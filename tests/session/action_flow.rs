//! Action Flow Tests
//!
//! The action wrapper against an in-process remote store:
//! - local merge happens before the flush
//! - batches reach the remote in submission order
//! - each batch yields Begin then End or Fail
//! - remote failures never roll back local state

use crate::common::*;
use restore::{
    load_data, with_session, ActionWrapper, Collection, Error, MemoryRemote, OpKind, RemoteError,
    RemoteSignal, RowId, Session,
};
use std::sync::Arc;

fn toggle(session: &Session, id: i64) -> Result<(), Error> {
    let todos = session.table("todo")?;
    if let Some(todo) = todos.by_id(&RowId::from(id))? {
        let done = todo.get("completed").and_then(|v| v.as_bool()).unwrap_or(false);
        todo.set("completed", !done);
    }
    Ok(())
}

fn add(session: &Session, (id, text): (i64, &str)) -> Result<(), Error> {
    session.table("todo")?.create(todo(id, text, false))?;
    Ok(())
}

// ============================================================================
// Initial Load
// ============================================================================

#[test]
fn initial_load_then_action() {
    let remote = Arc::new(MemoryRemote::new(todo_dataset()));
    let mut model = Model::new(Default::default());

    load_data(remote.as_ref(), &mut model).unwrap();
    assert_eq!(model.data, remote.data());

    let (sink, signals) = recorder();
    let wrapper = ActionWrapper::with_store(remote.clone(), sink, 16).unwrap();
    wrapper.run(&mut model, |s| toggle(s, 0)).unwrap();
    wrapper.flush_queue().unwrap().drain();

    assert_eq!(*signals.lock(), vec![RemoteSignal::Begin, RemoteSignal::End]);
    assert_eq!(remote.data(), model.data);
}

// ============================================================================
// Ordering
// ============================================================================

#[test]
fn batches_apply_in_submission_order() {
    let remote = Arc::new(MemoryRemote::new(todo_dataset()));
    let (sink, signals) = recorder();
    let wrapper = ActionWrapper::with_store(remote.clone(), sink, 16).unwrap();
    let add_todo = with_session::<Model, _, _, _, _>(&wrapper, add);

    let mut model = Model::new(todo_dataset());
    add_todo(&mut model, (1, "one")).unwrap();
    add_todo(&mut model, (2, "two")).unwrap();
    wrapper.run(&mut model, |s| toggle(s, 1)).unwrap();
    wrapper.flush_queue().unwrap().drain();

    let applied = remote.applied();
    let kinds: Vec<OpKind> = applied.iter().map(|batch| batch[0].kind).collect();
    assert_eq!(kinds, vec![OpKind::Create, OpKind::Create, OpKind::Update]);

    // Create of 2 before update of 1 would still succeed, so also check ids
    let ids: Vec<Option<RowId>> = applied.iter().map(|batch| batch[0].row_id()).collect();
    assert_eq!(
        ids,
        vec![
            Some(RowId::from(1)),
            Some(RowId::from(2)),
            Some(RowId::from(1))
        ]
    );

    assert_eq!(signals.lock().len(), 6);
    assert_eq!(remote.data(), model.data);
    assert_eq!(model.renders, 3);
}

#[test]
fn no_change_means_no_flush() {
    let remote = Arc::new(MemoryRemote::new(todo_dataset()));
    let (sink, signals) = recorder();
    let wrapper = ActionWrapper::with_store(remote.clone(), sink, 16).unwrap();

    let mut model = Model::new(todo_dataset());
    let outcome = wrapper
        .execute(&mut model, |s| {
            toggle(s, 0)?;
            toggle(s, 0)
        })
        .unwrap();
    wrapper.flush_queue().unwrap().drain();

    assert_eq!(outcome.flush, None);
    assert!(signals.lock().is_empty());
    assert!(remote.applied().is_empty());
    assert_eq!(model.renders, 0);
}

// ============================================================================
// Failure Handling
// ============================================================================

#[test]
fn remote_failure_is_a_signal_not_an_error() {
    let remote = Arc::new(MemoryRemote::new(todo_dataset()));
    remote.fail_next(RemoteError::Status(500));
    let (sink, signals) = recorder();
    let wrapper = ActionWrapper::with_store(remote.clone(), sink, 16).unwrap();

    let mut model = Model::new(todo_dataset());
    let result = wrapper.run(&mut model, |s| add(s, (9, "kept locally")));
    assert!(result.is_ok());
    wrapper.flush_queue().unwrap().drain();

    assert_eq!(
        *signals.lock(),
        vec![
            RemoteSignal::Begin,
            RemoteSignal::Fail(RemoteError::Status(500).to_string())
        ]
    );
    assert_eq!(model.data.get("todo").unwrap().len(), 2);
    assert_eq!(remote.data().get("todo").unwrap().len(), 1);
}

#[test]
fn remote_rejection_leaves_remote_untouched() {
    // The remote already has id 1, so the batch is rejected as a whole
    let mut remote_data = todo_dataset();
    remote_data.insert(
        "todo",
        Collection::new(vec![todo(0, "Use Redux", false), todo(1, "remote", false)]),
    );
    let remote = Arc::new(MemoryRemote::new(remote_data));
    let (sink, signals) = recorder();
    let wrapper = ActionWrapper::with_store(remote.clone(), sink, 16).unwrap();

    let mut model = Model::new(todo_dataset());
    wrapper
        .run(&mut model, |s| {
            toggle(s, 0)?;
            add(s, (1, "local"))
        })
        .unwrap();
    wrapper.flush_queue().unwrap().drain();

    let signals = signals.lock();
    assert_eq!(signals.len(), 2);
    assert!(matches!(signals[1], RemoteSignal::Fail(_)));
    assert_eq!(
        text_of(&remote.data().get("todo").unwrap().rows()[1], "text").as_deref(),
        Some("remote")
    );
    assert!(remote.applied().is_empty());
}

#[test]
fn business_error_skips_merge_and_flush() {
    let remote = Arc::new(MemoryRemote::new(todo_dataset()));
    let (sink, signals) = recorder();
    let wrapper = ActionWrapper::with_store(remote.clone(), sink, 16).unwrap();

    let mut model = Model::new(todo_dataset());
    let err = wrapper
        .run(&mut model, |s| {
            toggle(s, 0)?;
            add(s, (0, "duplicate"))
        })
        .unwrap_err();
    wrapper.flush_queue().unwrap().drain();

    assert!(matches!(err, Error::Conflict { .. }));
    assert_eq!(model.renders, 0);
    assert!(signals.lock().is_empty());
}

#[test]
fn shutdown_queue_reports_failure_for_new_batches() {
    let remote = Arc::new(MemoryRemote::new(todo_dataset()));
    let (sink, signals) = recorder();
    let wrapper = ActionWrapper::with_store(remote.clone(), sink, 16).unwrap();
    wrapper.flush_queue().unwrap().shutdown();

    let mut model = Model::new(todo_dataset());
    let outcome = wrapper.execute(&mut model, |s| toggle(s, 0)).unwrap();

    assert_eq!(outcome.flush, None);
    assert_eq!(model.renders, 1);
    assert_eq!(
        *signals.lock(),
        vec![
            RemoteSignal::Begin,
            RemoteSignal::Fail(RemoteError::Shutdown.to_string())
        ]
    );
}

....................

REQUIREMENT: Take the entries above and transcribe them in full.

ANSWER TO THIS TASK:
filename tests/session/action_flow.rs
//! Action Flow Tests
//!
//! The action wrapper against an in-process remote store:
//! - local merge happens before the flush
//! - batches reach the remote in submission order
//! - each batch yields Begin then End or Fail
//! - remote failures never roll back local state

use crate::common::*;
use restore::{
    load_data, with_session, ActionWrapper, Collection, Error, MemoryRemote, OpKind, RemoteError,
    RemoteSignal, RowId, Session,
};
use std::sync::Arc;

fn toggle(session: &Session, id: i64) -> Result<(), Error> {
    let todos = session.table("todo")?;
    if let Some(todo) = todos.by_id(&RowId::from(id))? {
        let done = todo.get("completed").and_then(|v| v.as_bool()).unwrap_or(false);
        todo.set("completed", !done);
    }
    Ok(())
}

fn add(session: &Session, (id, text): (i64, &str)) -> Result<(), Error> {
    session.table("todo")?.create(todo(id, text, false))?;
    Ok(())
}

// ============================================================================
// Initial Load
// ============================================================================

#[test]
fn initial_load_then_action() {
    let remote = Arc::new(MemoryRemote::new(todo_dataset()));
    let mut model = Model::new(Default::default());

    load_data(remote.as_ref(), &mut model).unwrap();
    assert_eq!(model.data, remote.data());

    let (sink, signals) = recorder();
    let wrapper = ActionWrapper::with_store(remote.clone(), sink, 16).unwrap();
    wrapper.run(&mut model, |s| toggle(s, 0)).unwrap();
    wrapper.flush_queue().unwrap().drain();

    assert_eq!(*signals.lock(), vec![RemoteSignal::Begin, RemoteSignal::End]);
    assert_eq!(remote.data(), model.data);
}

// ============================================================================
// Ordering
// ============================================================================

#[test]
fn batches_apply_in_submission_order() {
    let remote = Arc::new(MemoryRemote::new(todo_dataset()));
    let (sink, signals) = recorder();
    let wrapper = ActionWrapper::with_store(remote.clone(), sink, 16).unwrap();
    let add_todo = with_session::<Model, _, _, _, _>(&wrapper, add);

    let mut model = Model::new(todo_dataset());
    add_todo(&mut model, (1, "one")).unwrap();
    add_todo(&mut model, (2, "two")).unwrap();
    wrapper.run(&mut model, |s| toggle(s, 1)).unwrap();
    wrapper.flush_queue().unwrap().drain();

    let applied = remote.applied();
    let kinds: Vec<OpKind> = applied.iter().map(|batch| batch[0].kind).collect();
    assert_eq!(kinds, vec![OpKind::Create, OpKind::Create, OpKind::Update]);

    // Create of 2 before update of 1 would still succeed, so also check ids
    let ids: Vec<Option<RowId>> = applied.iter().map(|batch| batch[0].row_id()).collect();
    assert_eq!(
        ids,
        vec![
            Some(RowId::from(1)),
            Some(RowId::from(2)),
            Some(RowId::from(1))
        ]
    );

    assert_eq!(signals.lock().len(), 6);
    assert_eq!(remote.data(), model.data);
    assert_eq!(model.renders, 3);
}

#[test]
fn no_change_means_no_flush() {
    let remote = Arc::new(MemoryRemote::new(todo_dataset()));
    let (sink, signals) = recorder();
    let wrapper = ActionWrapper::with_store(remote.clone(), sink, 16).unwrap();

    let mut model = Model::new(todo_dataset());
    let outcome = wrapper
        .execute(&mut model, |s| {
            toggle(s, 0)?;
            toggle(s, 0)
        })
        .unwrap();
    wrapper.flush_queue().unwrap().drain();

    assert_eq!(outcome.flush, None);
    assert!(signals.lock().is_empty());
    assert!(remote.applied().is_empty());
    assert_eq!(model.renders, 0);
}

// ============================================================================
// Failure Handling
// ============================================================================

#[test]
fn remote_failure_is_a_signal_not_an_error() {
    let remote = Arc::new(MemoryRemote::new(todo_dataset()));
    remote.fail_next(RemoteError::Status(500));
    let (sink, signals) = recorder();
    let wrapper = ActionWrapper::with_store(remote.clone(), sink, 16).unwrap();

    let mut model = Model::new(todo_dataset());
    let result = wrapper.run(&mut model, |s| add(s, (9, "kept locally")));
    assert!(result.is_ok());
    wrapper.flush_queue().unwrap().drain();

    assert_eq!(
        *signals.lock(),
        vec![
            RemoteSignal::Begin,
            RemoteSignal::Fail(RemoteError::Status(500).to_string())
        ]
    );
    assert_eq!(model.data.get("todo").unwrap().len(), 2);
    assert_eq!(remote.data().get("todo").unwrap().len(), 1);
}

#[test]
fn remote_rejection_leaves_remote_untouched() {
    // The remote already has id 1, so the batch is rejected as a whole
    let mut remote_data = todo_dataset();
    remote_data.insert(
        "todo",
        Collection::new(vec![todo(0, "Use Redux", false), todo(1, "remote", false)]),
    );
    let remote = Arc::new(MemoryRemote::new(remote_data));
    let (sink, signals) = recorder();
    let wrapper = ActionWrapper::with_store(remote.clone(), sink, 16).unwrap();

    let mut model = Model::new(todo_dataset());
    wrapper
        .run(&mut model, |s| {
            toggle(s, 0)?;
            add(s, (1, "local"))
        })
        .unwrap();
    wrapper.flush_queue().unwrap().drain();

    let signals = signals.lock();
    assert_eq!(signals.len(), 2);
    assert!(matches!(signals[1], RemoteSignal::Fail(_)));
    assert_eq!(
        text_of(&remote.data().get("todo").unwrap().rows()[1], "text").as_deref(),
        Some("remote")
    );
    assert!(remote.applied().is_empty());
}

#[test]
fn business_error_skips_merge_and_flush() {
    let remote = Arc::new(MemoryRemote::new(todo_dataset()));
    let (sink, signals) = recorder();
    let wrapper = ActionWrapper::with_store(remote.clone(), sink, 16).unwrap();

    let mut model = Model::new(todo_dataset());
    let err = wrapper
        .run(&mut model, |s| {
            toggle(s, 0)?;
            add(s, (0, "duplicate"))
        })
        .unwrap_err();
    wrapper.flush_queue().unwrap().drain();

    assert!(matches!(err, Error::Conflict { .. }));
    assert_eq!(model.renders, 0);
    assert!(signals.lock().is_empty());
}

#[test]
fn shutdown_queue_reports_failure_for_new_batches() {
    let remote = Arc::new(MemoryRemote::new(todo_dataset()));
    let (sink, signals) = recorder();
    let wrapper = ActionWrapper::with_store(remote.clone(), sink, 16).unwrap();
    wrapper.flush_queue().unwrap().shutdown();

    let mut model = Model::new(todo_dataset());
    let outcome = wrapper.execute(&mut model, |s| toggle(s, 0)).unwrap();

    assert_eq!(outcome.flush, None);
    assert_eq!(model.renders, 1);
    assert_eq!(
        *signals.lock(),
        vec![
            RemoteSignal::Begin,
            RemoteSignal::Fail(RemoteError::Shutdown.to_string())
        ]
    );
}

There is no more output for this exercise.